The increasing strength of the Socialist party in these islands, and the activity of our revolutionary propaganda, is bearing fruit amongst the masses of our industrial population, and, as a consequence, the hostility or indifference of a few years back is now changed for a sympathetic and attentive attitude.

Our missionaries, however, have no light task in striving to awaken in the minds of the workers a true sense of the magnitude of the evils of our present society, and the necessity of a thorough revolutionary change. As a capitalistic writer has said recently anent a labour question: "If the work was unfitted for them, they have become fitted for the work." And this "survival by fitness;" or, in other words, moral degradation, has been achieved by middle-class supremacy in production and the great industry — " the Press."

When grasping dimly the ideas preached by our advocates, the anxious enquirer puts the query, "How will you bring it about?" or, "We must have some one at top." If a stage further advanced, the querist asks, "How are we to bring it about?" and that, in short, is the question in the minds of teachers and listeners alike. We have to raise the moral tone of a class who have always looked for amelioration, or indeed emancipation, at the hands of their masters acting as legislators, and deluded by political catchwords, have joined the party strife going on between manufacturer and land thief. The non-political policy of abstention from voting inculcated by the Socialist League simply opens up to the workman the possible alternative of bloodshed, and whilst he sanctions the hideous butcheries, perpetrated to extend the Empire, and even offers up himself and kin as victims, to be slain and maimed in bondholders' wars, he shrinks with horror and dismay from the prospect of having to shed blood to free his own country from the domestic enemies who have made it a hell upon earth to the workers.

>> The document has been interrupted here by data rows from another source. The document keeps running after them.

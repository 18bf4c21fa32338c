use super::backend::RecordBackend;
use super::table::Table;
use crate::error::{Result, StashError};
use crate::model::ImageRecord;
use crate::tags::TagStat;
use parking_lot::Mutex;
use std::sync::atomic::{AtomicBool, AtomicUsize, Ordering};

/// In-memory record backend for testing.
///
/// Collections are kept in their [`Table`] form, so a save/load cycle goes through
/// the same null handling as the on-disk files.
#[derive(Default)]
pub struct MemBackend {
    records: Mutex<Option<Table>>,
    tags: Mutex<Option<Table>>,
    saves: AtomicUsize,
    simulate_write_error: AtomicBool,
}

impl MemBackend {
    pub fn new() -> Self {
        Self::default()
    }

    /// Enable write error simulation for testing error handling.
    pub fn set_simulate_write_error(&self, simulate: bool) {
        self.simulate_write_error.store(simulate, Ordering::SeqCst);
    }

    /// Number of successful `save_records` calls.
    pub fn save_count(&self) -> usize {
        self.saves.load(Ordering::SeqCst)
    }

    fn check_writable(&self) -> Result<()> {
        if self.simulate_write_error.load(Ordering::SeqCst) {
            return Err(StashError::Persistence("Simulated write error".to_string()));
        }
        Ok(())
    }
}

impl RecordBackend for MemBackend {
    fn load_records(&self) -> Result<Vec<ImageRecord>> {
        match self.records.lock().clone() {
            Some(table) => table.into_items(),
            None => Ok(Vec::new()),
        }
    }

    fn save_records(&self, records: &[ImageRecord]) -> Result<()> {
        self.check_writable()?;
        *self.records.lock() = Some(Table::from_items(records)?);
        self.saves.fetch_add(1, Ordering::SeqCst);
        Ok(())
    }

    fn load_tags(&self) -> Result<Vec<TagStat>> {
        match self.tags.lock().clone() {
            Some(table) => table.into_items(),
            None => Ok(Vec::new()),
        }
    }

    fn save_tags(&self, tags: &[TagStat]) -> Result<()> {
        self.check_writable()?;
        *self.tags.lock() = Some(Table::from_items(tags)?);
        Ok(())
    }
}
//! # Domain Model
//!
//! [`GeneratedImage`] is what callers hand to the store and what queries give back.
//! [`ImageRecord`] is the metadata row kept for each stored image.
//!
//! ## Tag Tokens
//!
//! A record's tags are kept as a single space-delimited string padded with a space
//! on both ends (`" cat dog "`). Membership is a substring test for `" {tag} "`,
//! which only ever hits whole tokens: `cat` never matches inside `category`.
//! Tag names therefore never contain whitespace; [`token_name`] folds any
//! whitespace into underscores before a name enters the store.
//!
//! ## Record Columns
//!
//! The fixed columns are listed in [`RESERVED_COLUMNS`]. Every other generation
//! parameter lands in [`ImageRecord::extra`] as a flat scalar: strings, numbers,
//! booleans. Non-scalar values are stored as their JSON text.

use std::collections::BTreeMap;

use chrono::{DateTime, Utc};
use image::{DynamicImage, GenericImageView, ImageFormat};
use serde::{Deserialize, Serialize};
use serde_json::Value;

use crate::error::Result;
use crate::png_text;

/// PNG text keyword that carries the generation parameters.
pub const PARAMETERS_KEY: &str = "parameters";

/// Column names owned by [`ImageRecord`]'s fixed fields.
pub const RESERVED_COLUMNS: [&str; 8] = [
    "filename",
    "rating",
    "tags",
    "width",
    "height",
    "prompt",
    "neg_prompt",
    "created_at",
];

/// A decoded image plus the generation text embedded alongside it.
#[derive(Debug, Clone)]
pub struct GeneratedImage {
    pub pixels: DynamicImage,
    /// Side-channel generation parameters (the PNG `parameters` text chunk).
    pub parameters: Option<String>,
}

impl GeneratedImage {
    pub fn new(pixels: DynamicImage) -> Self {
        Self {
            pixels,
            parameters: None,
        }
    }

    pub fn with_parameters(mut self, text: impl Into<String>) -> Self {
        self.parameters = Some(text.into());
        self
    }

    pub fn width(&self) -> u32 {
        self.pixels.width()
    }

    pub fn height(&self) -> u32 {
        self.pixels.height()
    }

    /// Encodes the pixels as PNG, embedding `parameters` when given.
    pub fn encode_png(&self, parameters: Option<&str>) -> Result<Vec<u8>> {
        let text = parameters.filter(|text| !text.is_empty());
        png_text::encode(&self.pixels, PARAMETERS_KEY, text)
    }

    /// Decodes PNG bytes, picking up the embedded `parameters` text if present.
    pub fn from_png(bytes: &[u8]) -> Result<Self> {
        let parameters = png_text::read_text(bytes, PARAMETERS_KEY)?;
        let pixels = image::load_from_memory_with_format(bytes, ImageFormat::Png)?;
        Ok(Self { pixels, parameters })
    }
}

/// Normalizes a raw tag name into a whitespace-free token.
pub fn token_name(raw: &str) -> String {
    raw.split_whitespace().collect::<Vec<_>>().join("_")
}

/// Space-padded tag list with whole-token membership.
#[derive(Debug, Clone, PartialEq, Eq, Serialize, Deserialize)]
#[serde(from = "String", into = "String")]
pub struct TagTokens(String);

impl TagTokens {
    pub fn from_tags<I, S>(tags: I) -> Self
    where
        I: IntoIterator<Item = S>,
        S: AsRef<str>,
    {
        let mut joined = String::from(" ");
        for tag in tags {
            joined.push_str(tag.as_ref());
            joined.push(' ');
        }
        Self(joined)
    }

    pub fn contains(&self, tag: &str) -> bool {
        let tag = tag.trim();
        !tag.is_empty() && self.0.contains(&format!(" {} ", tag))
    }

    pub fn iter(&self) -> impl Iterator<Item = &str> {
        self.0.split_whitespace()
    }

    pub fn is_empty(&self) -> bool {
        self.0.trim().is_empty()
    }

    pub fn as_str(&self) -> &str {
        &self.0
    }
}

impl Default for TagTokens {
    fn default() -> Self {
        Self::from_tags(std::iter::empty::<&str>())
    }
}

impl From<String> for TagTokens {
    fn from(raw: String) -> Self {
        Self::from_tags(raw.split_whitespace())
    }
}

impl From<TagTokens> for String {
    fn from(tokens: TagTokens) -> Self {
        tokens.0
    }
}

/// Metadata row for one stored image.
#[derive(Debug, Clone, PartialEq, Serialize, Deserialize)]
pub struct ImageRecord {
    /// Blob store key, unique across the collection.
    pub filename: String,
    pub rating: String,
    pub tags: TagTokens,
    pub width: u32,
    pub height: u32,
    #[serde(default)]
    pub prompt: Option<String>,
    #[serde(default)]
    pub neg_prompt: Option<String>,
    pub created_at: DateTime<Utc>,
    /// Remaining generation parameters, one column each.
    #[serde(flatten)]
    pub extra: BTreeMap<String, Value>,
}

impl ImageRecord {
    pub fn has_tag(&self, tag: &str) -> bool {
        self.tags.contains(tag)
    }
}

/// Flattens a parameter value into something a single table cell can hold.
pub fn scalar_value(value: Value) -> Value {
    match value {
        Value::Array(_) | Value::Object(_) => Value::String(value.to_string()),
        scalar => scalar,
    }
}

#[cfg(test)]
mod tests {
    use super::*;
    use serde_json::json;

    #[test]
    fn test_tag_tokens_padding() {
        let tokens = TagTokens::from_tags(["cat", "dog"]);
        assert_eq!(tokens.as_str(), " cat dog ");
        assert_eq!(TagTokens::default().as_str(), " ");
    }

    #[test]
    fn test_tag_tokens_whole_token_match() {
        let tokens = TagTokens::from_tags(["category", "dog"]);
        assert!(!tokens.contains("cat"));
        assert!(tokens.contains("category"));
        assert!(tokens.contains("dog"));
        assert!(!tokens.contains(""));
    }

    #[test]
    fn test_tag_tokens_from_unpadded_string() {
        let tokens: TagTokens = "cat dog".to_string().into();
        assert_eq!(tokens.as_str(), " cat dog ");
        assert!(tokens.contains("cat"));
        assert_eq!(tokens.iter().collect::<Vec<_>>(), vec!["cat", "dog"]);
    }

    #[test]
    fn test_token_name_folds_whitespace() {
        assert_eq!(token_name("long hair"), "long_hair");
        assert_eq!(token_name("  solo "), "solo");
    }

    #[test]
    fn test_scalar_value_serializes_containers() {
        assert_eq!(scalar_value(json!(7)), json!(7));
        assert_eq!(scalar_value(json!("x")), json!("x"));
        assert_eq!(scalar_value(json!(null)), json!(null));
        assert_eq!(scalar_value(json!([512, 768])), json!("[512,768]"));
        assert_eq!(scalar_value(json!({"a": 1})), json!("{\"a\":1}"));
    }

    #[test]
    fn test_record_serializes_extra_as_columns() {
        let mut extra = BTreeMap::new();
        extra.insert("steps".to_string(), json!(20));
        let record = ImageRecord {
            filename: "a.png".to_string(),
            rating: "general".to_string(),
            tags: TagTokens::from_tags(["solo"]),
            width: 512,
            height: 768,
            prompt: Some("1girl".to_string()),
            neg_prompt: None,
            created_at: Utc::now(),
            extra,
        };
        let value = serde_json::to_value(&record).unwrap();
        assert_eq!(value["steps"], json!(20));
        assert_eq!(value["tags"], json!(" solo "));

        let back: ImageRecord = serde_json::from_value(value).unwrap();
        assert_eq!(back, record);
    }

    #[test]
    fn test_png_roundtrip_keeps_parameters() {
        let image = GeneratedImage::new(DynamicImage::new_rgb8(4, 3));
        let png = image.encode_png(Some("a prompt\nSteps: 20")).unwrap();
        let back = GeneratedImage::from_png(&png).unwrap();
        assert_eq!((back.width(), back.height()), (4, 3));
        assert_eq!(back.parameters.as_deref(), Some("a prompt\nSteps: 20"));
    }

    #[test]
    fn test_png_without_parameters() {
        let image = GeneratedImage::new(DynamicImage::new_rgb8(2, 2));
        let back = GeneratedImage::from_png(&image.encode_png(None).unwrap()).unwrap();
        assert_eq!(back.parameters, None);
    }
}
//! # Generation Metadata
//!
//! WebUI writes the generation parameters of an image as plain text:
//!
//! ```text
//! 1girl, solo, cat ears
//! Negative prompt: lowres, bad anatomy
//! Steps: 20, Sampler: Euler a, CFG scale: 7, Seed: 42, Size: 512x768, Lora hashes: "a: 1f2e, b: 3c4d"
//! ```
//!
//! [`WebuiParametersParser`] splits that into the prompt, the negative prompt and a
//! key/value map. The last line only counts as the parameter line when it holds at
//! least three `Key: value` pairs; otherwise it belongs to the prompt. Values may be
//! double-quoted to carry commas.
//!
//! Value typing: integers and finite floats become JSON numbers, `Size: WxH`
//! becomes `[W, H]`, and everything else stays a string.

use std::collections::BTreeMap;

use once_cell::sync::Lazy;
use regex::Regex;
use serde_json::Value;

const NEGATIVE_PREFIX: &str = "Negative prompt:";
const MIN_PARAMS_ON_LAST_LINE: usize = 3;

#[derive(Debug, Clone, Default, PartialEq)]
pub struct ParsedMeta {
    pub prompt: Option<String>,
    pub neg_prompt: Option<String>,
    pub parameters: BTreeMap<String, Value>,
}

pub trait MetadataParser: Send + Sync {
    fn parse(&self, text: &str) -> ParsedMeta;
}

#[derive(Debug, Clone, Copy, Default)]
pub struct WebuiParametersParser;

impl MetadataParser for WebuiParametersParser {
    fn parse(&self, text: &str) -> ParsedMeta {
        let mut lines: Vec<&str> = text.trim().lines().collect();
        let mut parameters = BTreeMap::new();

        if let Some(last) = lines.last() {
            let pairs = split_param_line(last);
            if pairs.len() >= MIN_PARAMS_ON_LAST_LINE {
                for (key, raw, quoted) in pairs {
                    parameters.insert(key.clone(), typed_value(&key, raw, quoted));
                }
                lines.pop();
            }
        }

        let mut prompt = Vec::new();
        let mut negative = Vec::new();
        let mut in_negative = false;
        for line in lines {
            if let Some(rest) = line.strip_prefix(NEGATIVE_PREFIX) {
                in_negative = true;
                negative.push(rest.trim());
            } else if in_negative {
                negative.push(line);
            } else {
                prompt.push(line);
            }
        }

        ParsedMeta {
            prompt: non_empty(prompt.join("\n")),
            neg_prompt: non_empty(negative.join("\n")),
            parameters,
        }
    }
}

fn non_empty(s: String) -> Option<String> {
    let trimmed = s.trim();
    if trimmed.is_empty() {
        None
    } else {
        Some(trimmed.to_string())
    }
}

/// One `Key: value` pair; the value is either a double-quoted string with
/// backslash escapes or runs to the next comma.
static PARAM_PAIR: Lazy<Regex> = Lazy::new(|| {
    Regex::new(r#"\s*([\w ]+):\s*("(?:\\.|[^\\"])+"|[^,]*)(?:,|$)"#)
        .expect("failed to build regex")
});

/// Splits `Key: value, Key: "quoted, value"` into `(key, raw value, was quoted)`.
/// Segments that do not look like a pair are skipped.
fn split_param_line(line: &str) -> Vec<(String, String, bool)> {
    PARAM_PAIR
        .captures_iter(line)
        .map(|caps| {
            let key = caps[1].trim().to_string();
            let value = caps[2].trim();
            if value.len() >= 2 && value.starts_with('"') && value.ends_with('"') {
                let unquoted = serde_json::from_str::<String>(value)
                    .unwrap_or_else(|_| value.trim_matches('"').to_string());
                (key, unquoted, true)
            } else {
                (key, value.to_string(), false)
            }
        })
        .collect()
}

fn typed_value(key: &str, raw: String, quoted: bool) -> Value {
    if quoted {
        return Value::String(raw);
    }
    if let Ok(n) = raw.parse::<i64>() {
        return Value::from(n);
    }
    if let Ok(f) = raw.parse::<f64>() {
        if f.is_finite() {
            return Value::from(f);
        }
    }
    if key == "Size" {
        if let Some((w, h)) = raw.split_once('x') {
            if let (Ok(w), Ok(h)) = (w.trim().parse::<u32>(), h.trim().parse::<u32>()) {
                return Value::Array(vec![Value::from(w), Value::from(h)]);
            }
        }
    }
    Value::String(raw)
}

Confronted with this state of feeling, it is not surprising that some should try to reach the mass by the usual means, and talking down to their hearers, seek in Parliamentary agitation an easier way of rousing the people.

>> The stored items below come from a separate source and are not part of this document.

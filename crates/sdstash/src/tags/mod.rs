//! Tag support for sdstash.
//!
//! Tags come from the extractor in two categories, `general` and `character`, and
//! keep that category for their whole life in the store. The store keeps one
//! [`TagStat`] per distinct tag with the number of records carrying it.
//!
//! ## Reference Database
//!
//! Queries never match raw user input. Each query tag is resolved through a
//! [`TagReference`] first, which maps aliases to canonical names. See [`reference`].
//!
//! ## Ordering
//!
//! The materialized tag index is ordered by `count` descending, then `tag`
//! ascending, then `type` ascending. See [`sort_tag_stats`].

pub mod info;
pub mod query;
pub mod reference;

use std::cmp::Ordering;

use serde::{Deserialize, Serialize};

pub use info::{TagInfo, Translation};
pub use query::TagQuery;
pub use reference::{
    GeneralTagInfo, LazyTagDatabase, ReferenceTag, TagDatabase, TagDescription, TagReference,
};

#[derive(Debug, Clone, Copy, PartialEq, Eq, Hash, PartialOrd, Ord, Serialize, Deserialize)]
#[serde(rename_all = "lowercase")]
pub enum TagType {
    General,
    Character,
}

impl TagType {
    /// Maps a reference database category code. Only 0 and 4 are tag types we keep.
    pub fn from_category(category: i64) -> Option<Self> {
        match category {
            0 => Some(TagType::General),
            4 => Some(TagType::Character),
            _ => None,
        }
    }

    pub fn as_str(&self) -> &'static str {
        match self {
            TagType::General => "general",
            TagType::Character => "character",
        }
    }
}

impl std::fmt::Display for TagType {
    fn fmt(&self, f: &mut std::fmt::Formatter<'_>) -> std::fmt::Result {
        f.write_str(self.as_str())
    }
}

/// One entry of the tag-count index.
#[derive(Debug, Clone, PartialEq, Eq, Serialize, Deserialize)]
pub struct TagStat {
    pub tag: String,
    #[serde(rename = "type")]
    pub tag_type: TagType,
    pub count: u64,
}

impl TagStat {
    pub fn new(tag: String, tag_type: TagType) -> Self {
        Self {
            tag,
            tag_type,
            count: 0,
        }
    }
}

fn compare_tag_stats(a: &TagStat, b: &TagStat) -> Ordering {
    b.count
        .cmp(&a.count)
        .then_with(|| a.tag.cmp(&b.tag))
        .then_with(|| a.tag_type.as_str().cmp(b.tag_type.as_str()))
}

/// Sorts by count descending, tag ascending, type ascending.
pub fn sort_tag_stats(stats: &mut [TagStat]) {
    stats.sort_by(compare_tag_stats);
}
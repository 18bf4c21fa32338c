//! Tag descriptions.
//!
//! [`TagInfo`] is the structured answer to "what is this tag": its category, how
//! many stored images carry it, and whatever the reference database knows about
//! it. [`TagInfo::to_markdown`] renders it for display; the layout is not stable.

use std::fmt;

use super::reference::TagDescription;
use super::TagType;

const WIKI_BASE: &str = "https://safebooru.donmai.us/wiki_pages/";

#[derive(Debug, Clone, PartialEq, Eq)]
pub struct Translation {
    pub language: String,
    pub tag: Option<String>,
    pub description: Option<String>,
}

#[derive(Debug, Clone, PartialEq, Eq)]
pub struct TagInfo {
    pub tag: String,
    pub category: TagType,
    pub count: u64,
    pub wiki_url: String,
    pub aliases: Vec<String>,
    pub other_names: Vec<String>,
    pub translations: Vec<Translation>,
    pub wiki_text: Option<String>,
}

impl TagInfo {
    pub fn from_description(description: TagDescription, count: u64) -> Self {
        let wiki_url = format!("{}{}", WIKI_BASE, urlencoding::encode(&description.name));
        let mut info = TagInfo {
            tag: description.name,
            category: description.category,
            count,
            wiki_url,
            aliases: Vec::new(),
            other_names: Vec::new(),
            translations: Vec::new(),
            wiki_text: None,
        };

        if let Some(general) = description.general {
            info.aliases = general.aliases;
            info.other_names = general.other_names;
            info.translations = [
                ("English", general.en_tag, general.en_desc),
                ("Chinese", general.zh_tag, general.zh_desc),
                ("Japanese", general.jp_tag, general.jp_desc),
            ]
            .into_iter()
            .filter(|(_, tag, desc)| tag.is_some() || desc.is_some())
            .map(|(language, tag, description)| Translation {
                language: language.to_string(),
                tag,
                description,
            })
            .collect();
            info.wiki_text = general.wiki_desc.filter(|s| !s.trim().is_empty());
        }

        info
    }

    /// Markdown rendering of [`TagInfo`]'s `Display` output.
    pub fn to_markdown(&self) -> String {
        self.to_string()
    }
}

impl fmt::Display for TagInfo {
    fn fmt(&self, f: &mut fmt::Formatter<'_>) -> fmt::Result {
        let category = match self.category {
            TagType::General => "General",
            TagType::Character => "Character",
        };
        let noun = if self.count == 1 { "image" } else { "images" };

        writeln!(f, "# Tag: {}\n", self.tag)?;
        writeln!(f, "Tag category: {}\n", category)?;
        writeln!(f, "Current count: {} {}\n", self.count, noun)?;
        writeln!(f, "Danbooru wiki: [{} - wiki]({})\n", self.tag, self.wiki_url)?;

        if !self.aliases.is_empty() || !self.other_names.is_empty() {
            writeln!(f, "## Aliases\n")?;
            if !self.aliases.is_empty() {
                writeln!(f, "Alias names: {}\n", code_list(&self.aliases))?;
            }
            if !self.other_names.is_empty() {
                writeln!(f, "Other names: {}\n", code_list(&self.other_names))?;
            }
        }

        if !self.translations.is_empty() {
            writeln!(f, "## Translation\n")?;
            for t in &self.translations {
                writeln!(f, "### {} - {}\n", t.language, t.tag.as_deref().unwrap_or(""))?;
                if let Some(desc) = &t.description {
                    writeln!(f, "{}\n", desc)?;
                }
            }
        }

        if let Some(wiki) = &self.wiki_text {
            writeln!(f, "## Raw Wiki Text\n")?;
            writeln!(f, "{}\n", wiki)?;
        }
        Ok(())
    }
}

fn code_list(names: &[String]) -> String {
    names
        .iter()
        .map(|n| format!("`{}`", n))
        .collect::<Vec<_>>()
        .join(", ")
}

In their heart of hearts the advocates of Parliamentary action do not believe that any real good will ever come to the people from such action, and they confessedly only seek this line of action from policy and not principle. I hold it is highly immoral to tell the mass that their emancipation can be achieved by means which must fail. When one looks at the incidents of Parliamentary strife, the huxtering, the pestering lobbyists, the traps and pitfalls laid by the legal crew who have shipping and railway enterprises to promote, it may be asked, "Can an honest man preserve his integrity in such an atmosphere?" When Bradlaugh pleaded at the Bar of the House against his exclusion therefrom, he covered the House with praise as an honourable assembly with time honoured traditions. The revolutionary Socialists whom the "gentleman" styles fools or worse, judging the House both by its past tradition and present pretensions, will say that it is a monstrous anomaly, a swallower up of public liberties, an aggregation of the most sinister interests in the country, a legislative assembly, whose legislative capacity is based upon the most fradulent pretence of representation, even majority rule, for a majority in the House, as most division lists show, represents the minority outside. An assembly moreover whose Acts have caused wholesale misery and bloodshed, the spoliation of peoples abroad, and preservation of domestic abuses and monopolies at home. An appeal to such a body is but the hope deferred that maketh the heart sick, and will lead to the bitterest disappointment.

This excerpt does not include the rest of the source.